The original theory stated that if a team from the National Football League as of 1966 (the first season with an AFL-NFL Championship) wins the Super Bowl, the stock market will finish up for the calendar year. While expansion teams and conference realignment muddied the waters over the years, it essentially boiled down to the NFC vs. the AFC. But unlike in the crypto streets, which root for the AFC, an NFC win historically leads to the desired result in the stock market.

Is the Bitcoin Super Bowl Indicator Here To Stay?

In 2026, we’ve already seen a volatile crypto market. Do the negative crypto returns thus far indicate that the NFC’s Seahawks will win the Super Bowl? To mix financial metaphors, let’s just say we’re Hawkish.

Bitcoin was launched in 2009, but reliable pricing is hard to come by in the early days. So does it really matter that the Super Bowl outcomes from 2010-12 do not align with the otherwise perfect results of the Bitcoin Super Bowl Indicator? You tell us: were you trading Bitcoin then? Did you even know what it was?!
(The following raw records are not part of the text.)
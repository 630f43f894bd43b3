//! Errors raised when constructing individual commit components.
//!
//! Parsing and validating a whole message never fails; these errors only come
//! from the standalone constructors such as [`Type::parse`][crate::Type::parse].

use std::fmt;

/// The error returned when a standalone component is malformed.
#[derive(Clone, Debug, Eq, PartialEq)]
pub struct Error {
    kind: ErrorKind,

    context: Option<String>,
}

impl Error {
    /// Create a new error from a `ErrorKind`.
    pub(crate) fn new(kind: ErrorKind) -> Self {
        Self {
            kind,
            context: None,
        }
    }

    pub(crate) fn set_context(mut self, context: impl fmt::Display) -> Self {
        self.context = Some(context.to_string());
        self
    }

    /// The kind of error.
    pub fn kind(&self) -> ErrorKind {
        self.kind
    }
}

impl fmt::Display for Error {
    fn fmt(&self, f: &mut fmt::Formatter<'_>) -> fmt::Result {
        f.write_str(self.kind.as_str())?;
        if let Some(context) = self.context.as_deref() {
            write!(f, ": {context:?}")?;
        }
        Ok(())
    }
}

impl std::error::Error for Error {}

/// All possible error kinds returned when constructing a component.
#[derive(Copy, Clone, Debug, Eq, PartialEq)]
#[non_exhaustive]
pub enum ErrorKind {
    /// The commit type is not a run of alphanumeric characters.
    InvalidType,

    /// The scope is empty or contains a closing parenthesis.
    InvalidScope,

    /// The name does not match any semantic-versioning impact.
    UnknownImpact,
}

impl ErrorKind {
    fn as_str(self) -> &'static str {
        match self {
            ErrorKind::InvalidType => "invalid type format",
            ErrorKind::InvalidScope => "invalid scope format",
            ErrorKind::UnknownImpact => "unknown semver impact",
        }
    }
}

impl fmt::Display for ErrorKind {
    fn fmt(&self, f: &mut fmt::Formatter<'_>) -> fmt::Result {
        f.write_str(self.as_str())
    }
}
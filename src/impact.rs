//! Semantic-versioning impact of a commit.

use std::fmt;
use std::str::FromStr;

use crate::{Error, ErrorKind, ParsedCommit, Type};

/// How a commit affects the next version number.
///
/// Impacts are ordered, so the impact of a series of commits is their `max`.
#[cfg_attr(feature = "serde", derive(serde::Serialize))]
#[cfg_attr(feature = "serde", serde(rename_all = "UPPERCASE"))]
#[cfg_attr(feature = "schemars", derive(schemars::JsonSchema))]
#[derive(Copy, Clone, Debug, Default, PartialEq, Eq, PartialOrd, Ord, Hash)]
pub enum SemverImpact {
    /// No release is implied.
    #[default]
    None,
    /// A bug fix.
    Patch,
    /// A new feature.
    Minor,
    /// A breaking change.
    Major,
}

impl SemverImpact {
    /// Access `str` representation of the impact.
    pub fn as_str(self) -> &'static str {
        match self {
            SemverImpact::None => "NONE",
            SemverImpact::Patch => "PATCH",
            SemverImpact::Minor => "MINOR",
            SemverImpact::Major => "MAJOR",
        }
    }
}

impl fmt::Display for SemverImpact {
    fn fmt(&self, f: &mut fmt::Formatter<'_>) -> fmt::Result {
        f.write_str(self.as_str())
    }
}

impl FromStr for SemverImpact {
    type Err = Error;

    fn from_str(s: &str) -> Result<Self, Self::Err> {
        [
            SemverImpact::None,
            SemverImpact::Patch,
            SemverImpact::Minor,
            SemverImpact::Major,
        ]
        .into_iter()
        .find(|impact| impact.as_str().eq_ignore_ascii_case(s))
        .ok_or_else(|| Error::new(ErrorKind::UnknownImpact).set_context(s))
    }
}

/// Derive the semantic-versioning impact of a parsed commit.
///
/// A breaking change outranks the commit type, so `fix!:` is [`SemverImpact::Major`].
pub fn classify(parsed: &ParsedCommit<'_>) -> SemverImpact {
    if parsed.is_breaking() {
        return SemverImpact::Major;
    }
    match parsed.type_().map(|ty| ty.normalized()) {
        Some(ty) if ty == Type::FEAT => SemverImpact::Minor,
        Some(ty) if ty == Type::FIX => SemverImpact::Patch,
        _ => SemverImpact::None,
    }
}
How about that in the one year in which an NFC team won the Super Bowl and Bitcoin went up in price, there happens to be an arbitrary game attendance requirement in the Bitcoin Super Bowl Indicator that nullifies the conflicting result and conveniently keeps the BSBI untarnished? Again, you tell us: were you at that Super Bowl? Did you know anyone who was?!

No sense getting bogged down in the details. The line between coincidence and conspiracy has never been blurrier. Who’s to say that the Bitcoin Super Bowl Indicator is in fact causation rather than spurious correlation?